[EXERCISE DATA — start]

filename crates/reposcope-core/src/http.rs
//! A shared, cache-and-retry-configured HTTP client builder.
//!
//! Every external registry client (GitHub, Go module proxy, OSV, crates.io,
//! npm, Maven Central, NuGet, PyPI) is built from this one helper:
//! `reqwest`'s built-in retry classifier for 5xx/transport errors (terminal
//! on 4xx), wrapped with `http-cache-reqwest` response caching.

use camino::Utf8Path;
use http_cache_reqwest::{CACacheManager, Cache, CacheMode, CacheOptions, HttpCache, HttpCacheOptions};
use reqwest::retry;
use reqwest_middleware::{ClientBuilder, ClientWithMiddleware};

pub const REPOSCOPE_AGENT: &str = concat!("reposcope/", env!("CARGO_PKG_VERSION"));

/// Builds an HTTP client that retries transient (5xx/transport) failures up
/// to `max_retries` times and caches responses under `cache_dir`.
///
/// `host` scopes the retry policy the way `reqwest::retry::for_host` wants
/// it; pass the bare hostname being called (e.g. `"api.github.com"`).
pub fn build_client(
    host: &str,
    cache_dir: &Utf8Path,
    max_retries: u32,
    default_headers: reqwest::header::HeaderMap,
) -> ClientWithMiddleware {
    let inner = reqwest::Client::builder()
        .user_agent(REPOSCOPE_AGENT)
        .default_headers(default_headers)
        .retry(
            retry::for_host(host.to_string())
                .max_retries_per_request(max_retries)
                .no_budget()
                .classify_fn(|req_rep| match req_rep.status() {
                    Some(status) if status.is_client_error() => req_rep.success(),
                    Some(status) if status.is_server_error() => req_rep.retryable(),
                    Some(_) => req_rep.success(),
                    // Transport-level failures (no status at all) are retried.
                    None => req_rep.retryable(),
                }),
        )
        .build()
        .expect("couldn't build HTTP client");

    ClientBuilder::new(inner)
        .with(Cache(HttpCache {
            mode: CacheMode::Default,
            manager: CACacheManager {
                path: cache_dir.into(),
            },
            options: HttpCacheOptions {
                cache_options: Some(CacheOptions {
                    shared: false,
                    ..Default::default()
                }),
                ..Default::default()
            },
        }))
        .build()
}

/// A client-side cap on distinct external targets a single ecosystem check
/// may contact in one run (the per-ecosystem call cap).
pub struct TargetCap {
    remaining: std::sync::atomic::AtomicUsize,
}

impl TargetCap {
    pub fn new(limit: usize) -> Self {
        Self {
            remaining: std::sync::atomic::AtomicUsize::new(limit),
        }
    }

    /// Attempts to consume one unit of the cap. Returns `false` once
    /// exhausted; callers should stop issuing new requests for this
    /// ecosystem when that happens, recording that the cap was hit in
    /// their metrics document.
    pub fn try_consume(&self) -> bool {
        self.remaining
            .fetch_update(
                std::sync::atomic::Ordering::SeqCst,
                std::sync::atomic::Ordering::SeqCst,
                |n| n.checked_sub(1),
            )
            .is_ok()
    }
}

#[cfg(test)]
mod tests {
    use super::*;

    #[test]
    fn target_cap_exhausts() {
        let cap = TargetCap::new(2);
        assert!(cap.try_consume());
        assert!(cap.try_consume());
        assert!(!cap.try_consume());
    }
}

[EXERCISE DATA — finish]
[EXERCISE DATA — start]

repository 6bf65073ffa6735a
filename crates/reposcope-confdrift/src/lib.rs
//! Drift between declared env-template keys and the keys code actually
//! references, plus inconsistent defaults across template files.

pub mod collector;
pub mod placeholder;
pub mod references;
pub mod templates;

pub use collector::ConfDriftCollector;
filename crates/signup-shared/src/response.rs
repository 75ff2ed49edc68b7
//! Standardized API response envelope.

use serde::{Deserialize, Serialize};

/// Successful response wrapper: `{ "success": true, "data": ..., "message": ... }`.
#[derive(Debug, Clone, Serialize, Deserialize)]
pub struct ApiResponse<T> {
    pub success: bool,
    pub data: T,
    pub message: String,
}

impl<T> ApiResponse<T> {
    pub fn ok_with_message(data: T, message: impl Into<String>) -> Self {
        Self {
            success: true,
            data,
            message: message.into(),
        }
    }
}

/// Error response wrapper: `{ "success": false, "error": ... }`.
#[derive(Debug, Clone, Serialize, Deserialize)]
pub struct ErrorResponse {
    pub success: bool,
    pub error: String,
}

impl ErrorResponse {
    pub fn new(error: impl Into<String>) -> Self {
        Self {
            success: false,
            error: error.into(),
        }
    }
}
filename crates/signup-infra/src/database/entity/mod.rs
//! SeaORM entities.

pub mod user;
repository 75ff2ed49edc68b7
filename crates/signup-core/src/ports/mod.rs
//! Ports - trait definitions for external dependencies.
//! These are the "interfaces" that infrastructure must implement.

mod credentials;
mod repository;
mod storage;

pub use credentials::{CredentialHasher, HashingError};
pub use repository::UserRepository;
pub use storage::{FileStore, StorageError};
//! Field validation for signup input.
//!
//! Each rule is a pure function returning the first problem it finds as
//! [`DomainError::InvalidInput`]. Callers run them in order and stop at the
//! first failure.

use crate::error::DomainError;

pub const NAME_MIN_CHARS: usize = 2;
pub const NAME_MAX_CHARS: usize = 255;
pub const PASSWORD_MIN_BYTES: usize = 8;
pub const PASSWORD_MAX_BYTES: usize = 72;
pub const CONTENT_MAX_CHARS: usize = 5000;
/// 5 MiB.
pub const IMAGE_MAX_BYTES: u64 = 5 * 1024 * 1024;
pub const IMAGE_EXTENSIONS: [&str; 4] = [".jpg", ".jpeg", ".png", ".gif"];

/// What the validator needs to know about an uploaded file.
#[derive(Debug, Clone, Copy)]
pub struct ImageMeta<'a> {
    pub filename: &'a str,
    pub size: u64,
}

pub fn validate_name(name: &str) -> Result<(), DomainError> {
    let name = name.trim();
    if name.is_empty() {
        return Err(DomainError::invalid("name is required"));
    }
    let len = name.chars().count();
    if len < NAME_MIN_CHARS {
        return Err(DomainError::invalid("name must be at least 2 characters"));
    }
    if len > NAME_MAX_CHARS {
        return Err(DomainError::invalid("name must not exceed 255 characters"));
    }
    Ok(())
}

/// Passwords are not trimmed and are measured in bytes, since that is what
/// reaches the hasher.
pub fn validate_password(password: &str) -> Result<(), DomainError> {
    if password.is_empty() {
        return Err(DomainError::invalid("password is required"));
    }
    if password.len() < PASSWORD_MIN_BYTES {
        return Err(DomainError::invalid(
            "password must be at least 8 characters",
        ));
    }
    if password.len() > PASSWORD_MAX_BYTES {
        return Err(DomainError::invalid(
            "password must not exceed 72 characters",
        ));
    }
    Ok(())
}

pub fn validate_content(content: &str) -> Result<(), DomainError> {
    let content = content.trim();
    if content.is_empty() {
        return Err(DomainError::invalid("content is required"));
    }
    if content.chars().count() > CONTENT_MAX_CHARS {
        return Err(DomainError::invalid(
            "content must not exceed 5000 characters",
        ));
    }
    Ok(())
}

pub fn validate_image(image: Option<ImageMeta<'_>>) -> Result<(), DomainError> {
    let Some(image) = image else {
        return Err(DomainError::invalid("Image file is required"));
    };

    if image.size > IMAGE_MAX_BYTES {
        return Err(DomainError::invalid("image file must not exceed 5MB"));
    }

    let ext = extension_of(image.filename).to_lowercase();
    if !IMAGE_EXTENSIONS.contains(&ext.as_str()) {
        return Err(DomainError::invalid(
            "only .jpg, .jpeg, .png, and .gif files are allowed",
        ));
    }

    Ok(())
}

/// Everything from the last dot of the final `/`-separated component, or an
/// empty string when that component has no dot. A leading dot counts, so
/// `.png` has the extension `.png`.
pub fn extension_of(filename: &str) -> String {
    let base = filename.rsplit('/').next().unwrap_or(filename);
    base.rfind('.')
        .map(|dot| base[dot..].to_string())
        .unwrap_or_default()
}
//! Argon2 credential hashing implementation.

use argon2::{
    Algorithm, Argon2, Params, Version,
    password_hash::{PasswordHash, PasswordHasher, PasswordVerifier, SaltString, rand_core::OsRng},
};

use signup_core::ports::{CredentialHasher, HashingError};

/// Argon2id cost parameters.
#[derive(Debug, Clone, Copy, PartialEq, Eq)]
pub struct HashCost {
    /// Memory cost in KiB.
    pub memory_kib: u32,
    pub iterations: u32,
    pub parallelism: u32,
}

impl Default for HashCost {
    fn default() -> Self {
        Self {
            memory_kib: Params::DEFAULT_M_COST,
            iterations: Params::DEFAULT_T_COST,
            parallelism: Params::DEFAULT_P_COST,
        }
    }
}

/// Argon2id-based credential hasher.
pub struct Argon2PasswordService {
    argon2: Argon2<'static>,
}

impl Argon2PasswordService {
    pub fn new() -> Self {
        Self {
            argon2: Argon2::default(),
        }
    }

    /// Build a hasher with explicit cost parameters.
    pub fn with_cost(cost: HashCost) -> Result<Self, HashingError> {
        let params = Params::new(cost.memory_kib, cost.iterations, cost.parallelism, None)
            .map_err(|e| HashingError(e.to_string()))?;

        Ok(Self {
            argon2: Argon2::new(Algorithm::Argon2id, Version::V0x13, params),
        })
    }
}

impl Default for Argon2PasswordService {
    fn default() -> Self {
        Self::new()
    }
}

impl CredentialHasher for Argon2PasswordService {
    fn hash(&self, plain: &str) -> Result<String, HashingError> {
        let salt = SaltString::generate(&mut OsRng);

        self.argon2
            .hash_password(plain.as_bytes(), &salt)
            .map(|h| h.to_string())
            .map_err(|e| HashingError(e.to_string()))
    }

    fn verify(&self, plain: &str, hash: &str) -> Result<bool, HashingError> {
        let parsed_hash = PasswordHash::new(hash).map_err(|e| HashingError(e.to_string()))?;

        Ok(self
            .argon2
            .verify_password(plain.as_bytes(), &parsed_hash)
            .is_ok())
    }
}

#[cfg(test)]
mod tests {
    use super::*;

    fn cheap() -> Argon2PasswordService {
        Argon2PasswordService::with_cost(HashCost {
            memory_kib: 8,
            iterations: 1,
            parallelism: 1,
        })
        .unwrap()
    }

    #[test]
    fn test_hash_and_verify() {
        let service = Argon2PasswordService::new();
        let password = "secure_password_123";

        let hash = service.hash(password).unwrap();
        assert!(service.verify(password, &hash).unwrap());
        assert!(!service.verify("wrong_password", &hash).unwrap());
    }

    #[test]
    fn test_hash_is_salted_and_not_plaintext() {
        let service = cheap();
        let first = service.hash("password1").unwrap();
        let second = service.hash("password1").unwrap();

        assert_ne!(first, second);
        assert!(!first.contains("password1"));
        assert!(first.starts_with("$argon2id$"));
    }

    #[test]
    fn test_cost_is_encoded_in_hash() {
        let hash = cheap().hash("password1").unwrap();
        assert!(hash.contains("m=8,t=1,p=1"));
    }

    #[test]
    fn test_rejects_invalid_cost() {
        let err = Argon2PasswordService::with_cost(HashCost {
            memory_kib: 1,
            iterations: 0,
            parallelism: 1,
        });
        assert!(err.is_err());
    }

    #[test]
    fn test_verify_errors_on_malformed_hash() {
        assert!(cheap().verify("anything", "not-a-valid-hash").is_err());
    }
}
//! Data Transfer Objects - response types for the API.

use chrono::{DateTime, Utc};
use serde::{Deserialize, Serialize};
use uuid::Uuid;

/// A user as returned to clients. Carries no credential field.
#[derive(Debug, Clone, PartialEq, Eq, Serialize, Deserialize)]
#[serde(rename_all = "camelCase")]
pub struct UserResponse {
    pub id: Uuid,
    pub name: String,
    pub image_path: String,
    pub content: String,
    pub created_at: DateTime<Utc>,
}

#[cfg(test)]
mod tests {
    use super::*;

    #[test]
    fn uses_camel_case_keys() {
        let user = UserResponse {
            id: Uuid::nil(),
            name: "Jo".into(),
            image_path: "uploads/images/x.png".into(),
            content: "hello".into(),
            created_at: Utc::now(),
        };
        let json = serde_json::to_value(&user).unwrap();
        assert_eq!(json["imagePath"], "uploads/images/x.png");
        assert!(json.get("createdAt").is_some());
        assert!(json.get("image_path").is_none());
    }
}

[EXERCISE DATA — finish]
[EXERCISE DATA — start]

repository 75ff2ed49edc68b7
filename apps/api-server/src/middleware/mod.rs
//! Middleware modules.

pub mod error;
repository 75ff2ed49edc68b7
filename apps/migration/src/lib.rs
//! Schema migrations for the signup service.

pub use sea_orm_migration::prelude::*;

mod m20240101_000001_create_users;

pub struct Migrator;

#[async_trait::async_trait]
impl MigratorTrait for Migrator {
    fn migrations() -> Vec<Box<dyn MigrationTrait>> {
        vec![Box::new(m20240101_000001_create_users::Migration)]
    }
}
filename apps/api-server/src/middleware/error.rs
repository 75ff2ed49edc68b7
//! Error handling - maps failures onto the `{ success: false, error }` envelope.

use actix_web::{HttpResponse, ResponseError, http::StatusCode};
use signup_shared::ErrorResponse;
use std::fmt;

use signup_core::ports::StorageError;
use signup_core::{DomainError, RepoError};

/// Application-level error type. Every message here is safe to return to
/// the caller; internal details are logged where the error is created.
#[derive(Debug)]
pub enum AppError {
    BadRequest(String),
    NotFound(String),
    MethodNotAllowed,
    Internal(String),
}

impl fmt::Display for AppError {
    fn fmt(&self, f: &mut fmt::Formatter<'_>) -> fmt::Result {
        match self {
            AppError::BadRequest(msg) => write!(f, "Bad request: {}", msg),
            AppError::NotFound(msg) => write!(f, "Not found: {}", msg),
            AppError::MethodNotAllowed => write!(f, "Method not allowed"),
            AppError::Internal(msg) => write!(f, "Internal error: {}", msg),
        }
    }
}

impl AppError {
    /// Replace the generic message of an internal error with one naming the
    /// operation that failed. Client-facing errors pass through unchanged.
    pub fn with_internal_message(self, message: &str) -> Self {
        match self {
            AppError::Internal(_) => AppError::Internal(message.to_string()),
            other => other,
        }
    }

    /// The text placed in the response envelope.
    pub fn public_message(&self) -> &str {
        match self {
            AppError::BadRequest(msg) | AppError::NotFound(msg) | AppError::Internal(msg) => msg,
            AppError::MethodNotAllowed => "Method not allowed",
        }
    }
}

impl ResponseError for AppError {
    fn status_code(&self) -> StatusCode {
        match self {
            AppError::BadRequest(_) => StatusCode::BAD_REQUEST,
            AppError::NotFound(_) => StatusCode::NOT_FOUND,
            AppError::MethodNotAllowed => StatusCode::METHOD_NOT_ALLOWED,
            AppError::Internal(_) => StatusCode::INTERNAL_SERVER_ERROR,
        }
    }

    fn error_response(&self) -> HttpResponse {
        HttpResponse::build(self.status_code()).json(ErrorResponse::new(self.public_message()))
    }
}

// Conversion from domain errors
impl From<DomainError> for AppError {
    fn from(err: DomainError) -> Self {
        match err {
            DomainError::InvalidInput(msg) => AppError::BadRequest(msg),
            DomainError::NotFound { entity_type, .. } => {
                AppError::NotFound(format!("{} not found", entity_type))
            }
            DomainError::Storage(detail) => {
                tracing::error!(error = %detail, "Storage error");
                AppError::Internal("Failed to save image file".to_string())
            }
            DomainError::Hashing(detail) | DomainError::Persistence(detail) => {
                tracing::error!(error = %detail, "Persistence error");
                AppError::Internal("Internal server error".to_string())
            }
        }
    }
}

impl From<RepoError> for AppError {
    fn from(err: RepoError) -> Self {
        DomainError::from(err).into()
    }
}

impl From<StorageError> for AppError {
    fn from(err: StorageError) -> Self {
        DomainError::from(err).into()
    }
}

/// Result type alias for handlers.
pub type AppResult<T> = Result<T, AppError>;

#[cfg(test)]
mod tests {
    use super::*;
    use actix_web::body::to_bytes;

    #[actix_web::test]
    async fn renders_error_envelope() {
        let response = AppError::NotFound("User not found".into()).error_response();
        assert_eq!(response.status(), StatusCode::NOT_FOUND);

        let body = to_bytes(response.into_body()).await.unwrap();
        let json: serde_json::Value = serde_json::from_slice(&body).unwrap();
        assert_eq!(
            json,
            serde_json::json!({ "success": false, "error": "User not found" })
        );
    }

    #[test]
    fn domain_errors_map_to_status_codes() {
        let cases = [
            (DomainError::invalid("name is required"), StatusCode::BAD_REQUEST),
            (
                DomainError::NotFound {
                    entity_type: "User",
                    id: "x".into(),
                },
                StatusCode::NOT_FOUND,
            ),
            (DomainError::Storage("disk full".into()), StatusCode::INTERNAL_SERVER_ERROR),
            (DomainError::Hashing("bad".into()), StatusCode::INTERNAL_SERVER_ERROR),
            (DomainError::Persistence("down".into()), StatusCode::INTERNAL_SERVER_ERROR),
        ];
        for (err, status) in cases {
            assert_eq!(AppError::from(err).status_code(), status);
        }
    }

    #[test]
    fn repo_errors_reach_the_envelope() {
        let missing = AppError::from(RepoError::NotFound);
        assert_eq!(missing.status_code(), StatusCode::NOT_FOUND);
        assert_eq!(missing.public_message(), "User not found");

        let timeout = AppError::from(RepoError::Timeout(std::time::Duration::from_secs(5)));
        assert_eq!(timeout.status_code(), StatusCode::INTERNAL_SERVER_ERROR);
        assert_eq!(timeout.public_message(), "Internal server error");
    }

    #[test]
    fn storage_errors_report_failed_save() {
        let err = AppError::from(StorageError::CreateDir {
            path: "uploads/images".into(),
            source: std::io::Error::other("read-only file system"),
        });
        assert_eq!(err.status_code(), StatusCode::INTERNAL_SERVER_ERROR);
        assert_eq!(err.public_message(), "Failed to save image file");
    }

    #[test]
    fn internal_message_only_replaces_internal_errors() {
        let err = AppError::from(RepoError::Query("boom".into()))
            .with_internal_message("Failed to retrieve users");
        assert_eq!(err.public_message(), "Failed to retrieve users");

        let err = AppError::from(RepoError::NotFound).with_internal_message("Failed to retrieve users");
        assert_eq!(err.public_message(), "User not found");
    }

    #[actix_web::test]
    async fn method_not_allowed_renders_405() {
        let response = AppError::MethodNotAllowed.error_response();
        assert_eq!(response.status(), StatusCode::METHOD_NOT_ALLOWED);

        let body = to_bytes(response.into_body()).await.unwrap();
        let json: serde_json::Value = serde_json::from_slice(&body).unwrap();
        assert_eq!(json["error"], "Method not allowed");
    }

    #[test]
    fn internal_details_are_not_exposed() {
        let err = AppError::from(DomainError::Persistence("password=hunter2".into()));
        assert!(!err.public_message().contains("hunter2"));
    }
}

[EXERCISE DATA — finish]

■ TO DO ■
Where a line of the records above holds the word "PasswordHash", count it; give the total as a single number and nothing else.

■ TASK OUTPUT ■
2